**EXERCISE OBJECTIVE**
Copy, from the material below, each line where "workflows" shows up.
☆ ☆ ☆
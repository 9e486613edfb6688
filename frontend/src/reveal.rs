//! One-shot reveal animations.
//!
//! Every watched element or stagger group starts `Pending` and moves to
//! `Revealed` the first time it is reported visible. Nothing moves it back,
//! so content never replays its entrance when scrolled past again.

use std::collections::HashMap;

use log::debug;

use crate::scroll::ElementId;

#[derive(Clone, Copy, Debug, PartialEq, Eq)]
pub enum RevealState {
    Pending,
    Revealed,
}

#[derive(Clone, Debug, PartialEq, Eq)]
pub struct IntersectionRecord {
    pub element_id: ElementId,
    pub is_intersecting: bool,
    /// Latch; never goes back to false.
    pub has_fired_once: bool,
}

impl IntersectionRecord {
    fn new(element_id: ElementId) -> Self {
        Self {
            element_id,
            is_intersecting: false,
            has_fired_once: false,
        }
    }

    pub fn state(&self) -> RevealState {
        if self.has_fired_once {
            RevealState::Revealed
        } else {
            RevealState::Pending
        }
    }
}

/// Children revealed together, each offset by `increment` seconds.
#[derive(Clone, Copy, Debug, PartialEq)]
pub struct StaggerGroup {
    base_delay: f64,
    increment: f64,
    len: usize,
}

impl StaggerGroup {
    /// Negative delays are raised to zero so the sequence never runs
    /// backwards.
    pub fn new(len: usize, base_delay: f64, increment: f64) -> Self {
        Self {
            base_delay: base_delay.max(0.0),
            increment: increment.max(0.0),
            len,
        }
    }

    pub fn len(&self) -> usize {
        self.len
    }

    pub fn is_empty(&self) -> bool {
        self.len == 0
    }

    pub fn delay(&self, index: usize) -> f64 {
        self.base_delay + index as f64 * self.increment
    }

    pub fn schedule(&self) -> Vec<ScheduledChild> {
        (0..self.len)
            .map(|index| ScheduledChild {
                index,
                delay: self.delay(index),
            })
            .collect()
    }
}

#[derive(Clone, Copy, Debug, PartialEq)]
pub struct ScheduledChild {
    pub index: usize,
    /// Seconds after the group's trigger.
    pub delay: f64,
}

impl ScheduledChild {
    pub fn delay_millis(&self) -> u32 {
        (self.delay * 1000.0).round() as u32
    }
}

/// What to animate after a trigger fires.
#[derive(Clone, Debug, PartialEq)]
pub enum Reveal {
    Element,
    /// Children in sequence order.
    Group(Vec<ScheduledChild>),
}

struct Entry {
    record: IntersectionRecord,
    group: Option<StaggerGroup>,
}

#[derive(Default)]
pub struct RevealSequencer {
    entries: HashMap<ElementId, Entry>,
}

impl RevealSequencer {
    pub fn new() -> Self {
        Self::default()
    }

    pub fn register(&mut self, element: ElementId) {
        self.insert(element, None);
    }

    pub fn register_group(&mut self, element: ElementId, group: StaggerGroup) {
        self.insert(element, Some(group));
    }

    fn insert(&mut self, element: ElementId, group: Option<StaggerGroup>) {
        // Re-registering keeps an existing latch.
        self.entries
            .entry(element.clone())
            .and_modify(|entry| entry.group = group)
            .or_insert_with(|| Entry {
                record: IntersectionRecord::new(element),
                group,
            });
    }

    /// Drops the record; a pending reveal will never fire.
    pub fn unregister(&mut self, element: &ElementId) {
        self.entries.remove(element);
    }

    /// Feeds one visibility report. Returns the reveal to perform the first
    /// time `element` becomes visible, `None` otherwise.
    pub fn on_intersection(&mut self, element: &ElementId, is_intersecting: bool) -> Option<Reveal> {
        let entry = self.entries.get_mut(element)?;
        entry.record.is_intersecting = is_intersecting;
        if !is_intersecting || entry.record.has_fired_once {
            return None;
        }

        entry.record.has_fired_once = true;
        debug!("revealing #{}", element);
        Some(match entry.group {
            Some(group) => Reveal::Group(group.schedule()),
            None => Reveal::Element,
        })
    }

    pub fn record(&self, element: &ElementId) -> Option<&IntersectionRecord> {
        self.entries.get(element).map(|entry| &entry.record)
    }

    pub fn state(&self, element: &ElementId) -> Option<RevealState> {
        self.record(element).map(IntersectionRecord::state)
    }

    pub fn is_revealed(&self, element: &ElementId) -> bool {
        self.state(element) == Some(RevealState::Revealed)
    }

    pub fn len(&self) -> usize {
        self.entries.len()
    }

    pub fn is_empty(&self) -> bool {
        self.entries.is_empty()
    }
}

#[cfg(test)]
mod tests {
    use super::*;

    fn id(name: &str) -> ElementId {
        ElementId::from(name)
    }

    #[test]
    fn reveals_once_and_stays_revealed() {
        let mut sequencer = RevealSequencer::new();
        sequencer.register(id("mission"));
        assert_eq!(sequencer.state(&id("mission")), Some(RevealState::Pending));

        assert_eq!(sequencer.on_intersection(&id("mission"), false), None);
        assert_eq!(sequencer.on_intersection(&id("mission"), true), Some(Reveal::Element));

        let mut fired = 0;
        for visible in [false, true, false, true] {
            if sequencer.on_intersection(&id("mission"), visible).is_some() {
                fired += 1;
            }
            assert!(sequencer.is_revealed(&id("mission")));
        }
        assert_eq!(fired, 0);
    }

    #[test]
    fn record_tracks_visibility_after_latch() {
        let mut sequencer = RevealSequencer::new();
        sequencer.register(id("panel"));
        sequencer.on_intersection(&id("panel"), true);
        sequencer.on_intersection(&id("panel"), false);

        let record = sequencer.record(&id("panel")).cloned();
        assert_eq!(
            record,
            Some(IntersectionRecord {
                element_id: id("panel"),
                is_intersecting: false,
                has_fired_once: true,
            })
        );
    }

    #[test]
    fn group_schedule_is_in_sequence_order() {
        let mut sequencer = RevealSequencer::new();
        sequencer.register_group(id("programs"), StaggerGroup::new(3, 0.0, 0.2));

        let Some(Reveal::Group(schedule)) = sequencer.on_intersection(&id("programs"), true) else {
            panic!("group did not reveal");
        };
        let indices: Vec<usize> = schedule.iter().map(|child| child.index).collect();
        let millis: Vec<u32> = schedule.iter().map(ScheduledChild::delay_millis).collect();
        assert_eq!(indices, vec![0, 1, 2]);
        assert_eq!(millis, vec![0, 200, 400]);

        assert_eq!(sequencer.on_intersection(&id("programs"), true), None);
    }

    #[test]
    fn stagger_delays_follow_base_plus_index() {
        let group = StaggerGroup::new(5, 0.3, 0.1);
        for index in 0..5 {
            let expected = 0.3 + index as f64 * 0.1;
            assert!((group.delay(index) - expected).abs() < 1e-9);
        }
        let schedule = group.schedule();
        assert!(schedule.windows(2).all(|pair| pair[0].delay <= pair[1].delay));
    }

    #[test]
    fn negative_increment_cannot_reverse_order() {
        let group = StaggerGroup::new(4, -1.0, -0.5);
        let delays: Vec<f64> = group.schedule().iter().map(|child| child.delay).collect();
        assert_eq!(delays, vec![0.0; 4]);
    }

    #[test]
    fn unregistered_element_never_fires() {
        let mut sequencer = RevealSequencer::new();
        sequencer.register(id("stats"));
        sequencer.unregister(&id("stats"));

        assert!(sequencer.is_empty());
        assert_eq!(sequencer.on_intersection(&id("stats"), true), None);
        assert_eq!(sequencer.state(&id("stats")), None);
    }

    #[test]
    fn reregistering_keeps_latch() {
        let mut sequencer = RevealSequencer::new();
        sequencer.register(id("hero"));
        sequencer.on_intersection(&id("hero"), true);
        sequencer.register(id("hero"));
        assert!(sequencer.is_revealed(&id("hero")));
        assert_eq!(sequencer.len(), 1);
    }
}
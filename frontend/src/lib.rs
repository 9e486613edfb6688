//! Sparkling Global Foundation landing page.

use log::info;
use yew::prelude::*;
use yew_router::prelude::*;

pub mod config;
pub mod donation;
pub mod hooks;
pub mod nav;
pub mod parallax;
pub mod reveal;
pub mod scroll;

pub mod components {
    pub mod donate;
    pub mod navbar;
    pub mod program_card;
}
pub mod pages {
    pub mod landing;
}

use hooks::SequencerHandle;
use pages::landing::Landing;
use scroll::{ScrollSignal, WindowHost};

#[derive(Clone, Routable, PartialEq)]
pub enum Route {
    #[at("/")]
    Home,
    #[not_found]
    #[at("/404")]
    NotFound,
}

fn switch(routes: Route) -> Html {
    match routes {
        Route::Home => {
            info!("Rendering Home page");
            html! { <Landing /> }
        }
        Route::NotFound => {
            info!("Unknown path, rendering Home page");
            html! { <Landing /> }
        }
    }
}

#[function_component]
pub fn App() -> Html {
    // One registry for the whole page; components reach it through context.
    let signal = use_state(|| ScrollSignal::new(WindowHost::default()));
    let sequencer = use_state(SequencerHandle::default);

    html! {
        <ContextProvider<ScrollSignal> context={(*signal).clone()}>
            <ContextProvider<SequencerHandle> context={(*sequencer).clone()}>
                <BrowserRouter>
                    <Switch<Route> render={switch} />
                </BrowserRouter>
            </ContextProvider<SequencerHandle>>
        </ContextProvider<ScrollSignal>>
    }
}
use yew::prelude::*;

#[derive(Properties, PartialEq)]
pub struct ProgramCardProps {
    pub title: AttrValue,
    pub icon: AttrValue,
    pub image: AttrValue,
    pub desc: AttrValue,
    /// Set by the stagger group once this card's turn comes.
    #[prop_or_default]
    pub revealed: bool,
}

#[function_component(ProgramCard)]
pub fn program_card(props: &ProgramCardProps) -> Html {
    html! {
        <div class={classes!("program-card", "reveal-up", props.revealed.then(|| "revealed"))}>
            <div class="program-shade"></div>
            <img src={props.image.clone()} alt={props.title.clone()} loading="lazy" />
            <div class="program-body">
                <div class="program-icon">{props.icon.clone()}</div>
                <h3>{props.title.clone()}</h3>
                <p>{props.desc.clone()}</p>
            </div>
        </div>
    }
}
// Workflow Automation Engine
//
// Event-driven rule engine: business events are matched against admin-defined
// rules, whose conditions gate a list of side-effecting actions.

pub mod actions;
pub mod conditions;
pub mod dispatcher;
pub mod engine;
pub mod templates;
pub mod triggers;

pub use actions::{ActionConfig, ActionError, ActionHandler, ActionRegistry};
pub use conditions::{ConditionEvaluator, UnknownOperator};
pub use dispatcher::{DispatchHandle, EventDispatcher};
pub use engine::{AutomationEngine, DispatchReport, EngineError};
pub use triggers::{Actor, AutomationEvent};
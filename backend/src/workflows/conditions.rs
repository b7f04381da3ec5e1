// Workflow Conditions - field/operator/value predicates over event data
//
// A condition list is a logical AND; an empty list always matches.

use serde_json::Value;
use tracing::warn;

use super::templates::{is_falsy, loose_number, loose_string, resolve_path, value_to_string};
use automation_shared::{Condition, ConditionOperator};

#[derive(Debug, thiserror::Error)]
#[error("unknown condition operator '{0}'")]
pub struct UnknownOperator(pub String);

/// Evaluate one condition. `None` means the operator is not recognised.
pub fn evaluate_condition(condition: &Condition, data: &Value) -> Option<bool> {
    let actual = resolve_path(data, &condition.field);
    let expected = &condition.value;

    let matched = match &condition.operator {
        ConditionOperator::Equals => loose_string(actual) == value_to_string(expected),
        ConditionOperator::NotEquals => loose_string(actual) != value_to_string(expected),
        ConditionOperator::Contains => loose_string(actual)
            .to_lowercase()
            .contains(&value_to_string(expected).to_lowercase()),
        ConditionOperator::StartsWith => loose_string(actual)
            .to_lowercase()
            .starts_with(&value_to_string(expected).to_lowercase()),
        // NaN compares false both ways
        ConditionOperator::GreaterThan => loose_number(actual) > loose_number(Some(expected)),
        ConditionOperator::LessThan => loose_number(actual) < loose_number(Some(expected)),
        ConditionOperator::IsEmpty => is_empty(actual),
        ConditionOperator::IsNotEmpty => !is_empty(actual),
        ConditionOperator::Other(_) => return None,
    };

    Some(matched)
}

fn is_empty(value: Option<&Value>) -> bool {
    is_falsy(value) || matches!(value, Some(Value::String(s)) if s.trim().is_empty())
}

/// Evaluates condition lists. Permissive by default: an unknown operator is
/// logged and treated as matching. Strict mode turns it into an error.
#[derive(Debug, Clone, Copy, Default)]
pub struct ConditionEvaluator {
    strict: bool,
}

impl ConditionEvaluator {
    pub fn new(strict: bool) -> Self {
        Self { strict }
    }

    pub fn evaluate(&self, conditions: &[Condition], data: &Value) -> Result<bool, UnknownOperator> {
        for condition in conditions {
            match evaluate_condition(condition, data) {
                Some(true) => {}
                Some(false) => return Ok(false),
                None if self.strict => {
                    return Err(UnknownOperator(condition.operator.as_str().to_string()));
                }
                None => warn!(
                    field = %condition.field,
                    "Unknown condition operator '{}', treating condition as matched",
                    condition.operator.as_str()
                ),
            }
        }

        Ok(true)
    }
}

/// Permissive evaluation of a condition list.
pub fn evaluate(conditions: &[Condition], data: &Value) -> bool {
    ConditionEvaluator::default()
        .evaluate(conditions, data)
        .unwrap_or(true)
}
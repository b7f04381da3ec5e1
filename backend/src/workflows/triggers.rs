// Workflow Triggers - the event envelope handed to the dispatcher

use serde::{Deserialize, Serialize};
use serde_json::{json, Map, Value};
use uuid::Uuid;

use automation_shared::TriggerType;

/// Who caused the event. Written into the payload under `username` / `display_name`.
#[derive(Debug, Clone, Default, Serialize, Deserialize)]
pub struct Actor {
    pub username: String,
    pub display_name: Option<String>,
}

impl Actor {
    pub fn new(username: &str) -> Self {
        Self {
            username: username.to_string(),
            display_name: None,
        }
    }

    pub fn with_display_name(mut self, display_name: &str) -> Self {
        self.display_name = Some(display_name.to_string());
        self
    }
}

/// An incoming business event. `event_type` is free text; only values naming a
/// known trigger can match rules.
#[derive(Debug, Clone, Serialize, Deserialize)]
pub struct AutomationEvent {
    #[serde(rename = "type")]
    pub event_type: String,
    #[serde(default = "empty_object", deserialize_with = "object_or_empty")]
    pub data: Value,
    #[serde(default = "Uuid::new_v4")]
    pub event_id: Uuid,
}

fn object_or_empty<'de, D>(deserializer: D) -> Result<Value, D::Error>
where
    D: serde::Deserializer<'de>,
{
    let value = Value::deserialize(deserializer)?;
    Ok(normalize_data(value))
}

fn empty_object() -> Value {
    Value::Object(Map::new())
}

fn normalize_data(data: Value) -> Value {
    match data {
        Value::Null => empty_object(),
        other => other,
    }
}

impl AutomationEvent {
    pub fn new(event_type: impl Into<String>, data: Value) -> Self {
        Self {
            event_type: event_type.into(),
            data: normalize_data(data),
            event_id: Uuid::new_v4(),
        }
    }

    pub fn for_trigger(trigger: TriggerType, data: Value) -> Self {
        Self::new(trigger.as_str(), data)
    }

    pub fn trigger(&self) -> Option<TriggerType> {
        self.event_type.parse().ok()
    }

    /// Set a top-level payload field. No-op if the payload is not an object.
    pub fn with_field(mut self, key: &str, value: impl Into<Value>) -> Self {
        if let Value::Object(map) = &mut self.data {
            map.insert(key.to_string(), value.into());
        }
        self
    }

    fn with_actor(trigger: TriggerType, actor: &Actor, mut data: Value) -> Self {
        if let Value::Object(map) = &mut data {
            map.insert("username".to_string(), json!(actor.username));
            if let Some(display_name) = &actor.display_name {
                map.insert("display_name".to_string(), json!(display_name));
            }
        }
        Self::for_trigger(trigger, data)
    }

    pub fn file_uploaded(actor: &Actor, target_path: &str, project_id: Option<&str>, file_name: &str) -> Self {
        Self::with_actor(
            TriggerType::FileUploaded,
            actor,
            json!({
                "target_path": target_path,
                "project_id": project_id,
                "file_name": file_name
            }),
        )
    }

    pub fn project_created(actor: &Actor, project_id: &str, name: &str, client_id: Option<&str>) -> Self {
        Self::with_actor(
            TriggerType::ProjectCreated,
            actor,
            json!({
                "project_id": project_id,
                "id": project_id,
                "name": name,
                "client_id": client_id
            }),
        )
    }

    pub fn project_status_changed(actor: &Actor, project_id: &str, old_status: &str, new_status: &str) -> Self {
        Self::with_actor(
            TriggerType::ProjectStatusChanged,
            actor,
            json!({
                "project_id": project_id,
                "old_status": old_status,
                "new_status": new_status
            }),
        )
    }

    pub fn quote_signed(actor: &Actor, quote_id: &str, project_id: Option<&str>, total: f64) -> Self {
        Self::with_actor(
            TriggerType::QuoteSigned,
            actor,
            json!({
                "quote_id": quote_id,
                "project_id": project_id,
                "total": total
            }),
        )
    }

    pub fn invoice_overdue(invoice_id: &str, client_id: &str, amount: f64, days_overdue: i64) -> Self {
        // Raised by the platform, not a user
        Self::for_trigger(
            TriggerType::InvoiceOverdue,
            json!({
                "invoice_id": invoice_id,
                "client_id": client_id,
                "amount": amount,
                "days_overdue": days_overdue
            }),
        )
    }

    pub fn invoice_paid(actor: &Actor, invoice_id: &str, client_id: &str, amount: f64) -> Self {
        Self::with_actor(
            TriggerType::InvoicePaid,
            actor,
            json!({
                "invoice_id": invoice_id,
                "client_id": client_id,
                "amount": amount
            }),
        )
    }

    pub fn client_comment(actor: &Actor, project_id: &str, target_path: Option<&str>, comment: &str) -> Self {
        Self::with_actor(
            TriggerType::ClientComment,
            actor,
            json!({
                "project_id": project_id,
                "target_path": target_path,
                "comment": comment
            }),
        )
    }

    pub fn approval_status_changed(actor: &Actor, target_path: &str, project_id: Option<&str>, status: &str) -> Self {
        Self::with_actor(
            TriggerType::ApprovalStatusChanged,
            actor,
            json!({
                "target_path": target_path,
                "project_id": project_id,
                "status": status
            }),
        )
    }

    pub fn client_created(actor: &Actor, client_id: &str, name: &str, email: Option<&str>) -> Self {
        Self::with_actor(
            TriggerType::ClientCreated,
            actor,
            json!({
                "client_id": client_id,
                "name": name,
                "email": email
            }),
        )
    }
}
// Value helpers - path lookup, loose coercions and `{{path}}` interpolation
//
// Coercions follow the loose rules rule authors already rely on: values are
// stringified and numbers coerced the way a JavaScript runtime would do it.

use regex::{Captures, Regex};
use serde_json::{Number, Value};
use std::sync::LazyLock;

static PLACEHOLDER: LazyLock<Regex> =
    LazyLock::new(|| Regex::new(r"\{\{([^{}]+)\}\}").expect("placeholder pattern is valid"));

/// Walk a dot-separated path. Any non-container intermediate yields `None`.
pub fn resolve_path<'a>(data: &'a Value, path: &str) -> Option<&'a Value> {
    path.split('.').try_fold(data, |current, segment| match current {
        Value::Object(map) => map.get(segment),
        Value::Array(items) => segment.parse::<usize>().ok().and_then(|i| items.get(i)),
        _ => None,
    })
}

/// String form of a possibly-missing value. Missing is `"undefined"`.
pub fn loose_string(value: Option<&Value>) -> String {
    match value {
        None => "undefined".to_string(),
        Some(v) => value_to_string(v),
    }
}

pub fn value_to_string(value: &Value) -> String {
    match value {
        Value::Null => "null".to_string(),
        Value::Bool(b) => b.to_string(),
        Value::Number(n) => number_to_string(n),
        Value::String(s) => s.clone(),
        Value::Array(items) => items
            .iter()
            .map(|item| match item {
                Value::Null => String::new(),
                other => value_to_string(other),
            })
            .collect::<Vec<_>>()
            .join(","),
        Value::Object(_) => "[object Object]".to_string(),
    }
}

fn number_to_string(n: &Number) -> String {
    if let Some(i) = n.as_i64() {
        return i.to_string();
    }
    if let Some(u) = n.as_u64() {
        return u.to_string();
    }
    format_float(n.as_f64().unwrap_or(f64::NAN))
}

fn format_float(f: f64) -> String {
    if f.is_nan() {
        "NaN".to_string()
    } else if f.is_infinite() {
        let sign = if f > 0.0 { "" } else { "-" };
        format!("{}Infinity", sign)
    } else if f == 0.0 {
        // covers -0
        "0".to_string()
    } else {
        f.to_string()
    }
}

/// Numeric coercion. Missing values and unparseable strings become NaN.
pub fn loose_number(value: Option<&Value>) -> f64 {
    match value {
        None => f64::NAN,
        Some(Value::Null) => 0.0,
        Some(Value::Bool(b)) => {
            if *b { 1.0 } else { 0.0 }
        }
        Some(Value::Number(n)) => n.as_f64().unwrap_or(f64::NAN),
        Some(Value::String(s)) => parse_number(s),
        Some(v @ Value::Array(_)) => parse_number(&value_to_string(v)),
        Some(Value::Object(_)) => f64::NAN,
    }
}

fn parse_number(raw: &str) -> f64 {
    let trimmed = raw.trim();
    if trimmed.is_empty() {
        return 0.0;
    }

    match trimmed {
        "Infinity" | "+Infinity" => return f64::INFINITY,
        "-Infinity" => return f64::NEG_INFINITY,
        _ => {}
    }

    let lower = trimmed.to_ascii_lowercase();
    for (prefix, radix) in [("0x", 16), ("0o", 8), ("0b", 2)] {
        if let Some(digits) = lower.strip_prefix(prefix) {
            return u64::from_str_radix(digits, radix)
                .map(|n| n as f64)
                .unwrap_or(f64::NAN);
        }
    }

    // Rust accepts "inf" and "nan" spellings that must stay NaN here
    if trimmed
        .chars()
        .any(|c| c.is_ascii_alphabetic() && c != 'e' && c != 'E')
    {
        return f64::NAN;
    }

    trimmed.parse::<f64>().unwrap_or(f64::NAN)
}

/// Missing, null, false, 0, NaN and "" are falsy.
pub fn is_falsy(value: Option<&Value>) -> bool {
    match value {
        None | Some(Value::Null) => true,
        Some(Value::Bool(b)) => !b,
        Some(Value::Number(n)) => n.as_f64().is_none_or(|f| f == 0.0 || f.is_nan()),
        Some(Value::String(s)) => s.is_empty(),
        Some(Value::Array(_)) | Some(Value::Object(_)) => false,
    }
}

/// Replace every `{{path}}` with the value found at that path in `data`.
/// Unresolved paths (and nulls) become the empty string.
pub fn interpolate(template: &str, data: &Value) -> String {
    PLACEHOLDER
        .replace_all(template, |caps: &Captures| {
            match resolve_path(data, caps[1].trim()) {
                None | Some(Value::Null) => String::new(),
                Some(value) => value_to_string(value),
            }
        })
        .into_owned()
}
☆ ☆ ☆
**ANSWER TO THIS PROBLEM**
filename backend/src/workflows/conditions.rs
filename backend/src/workflows/triggers.rs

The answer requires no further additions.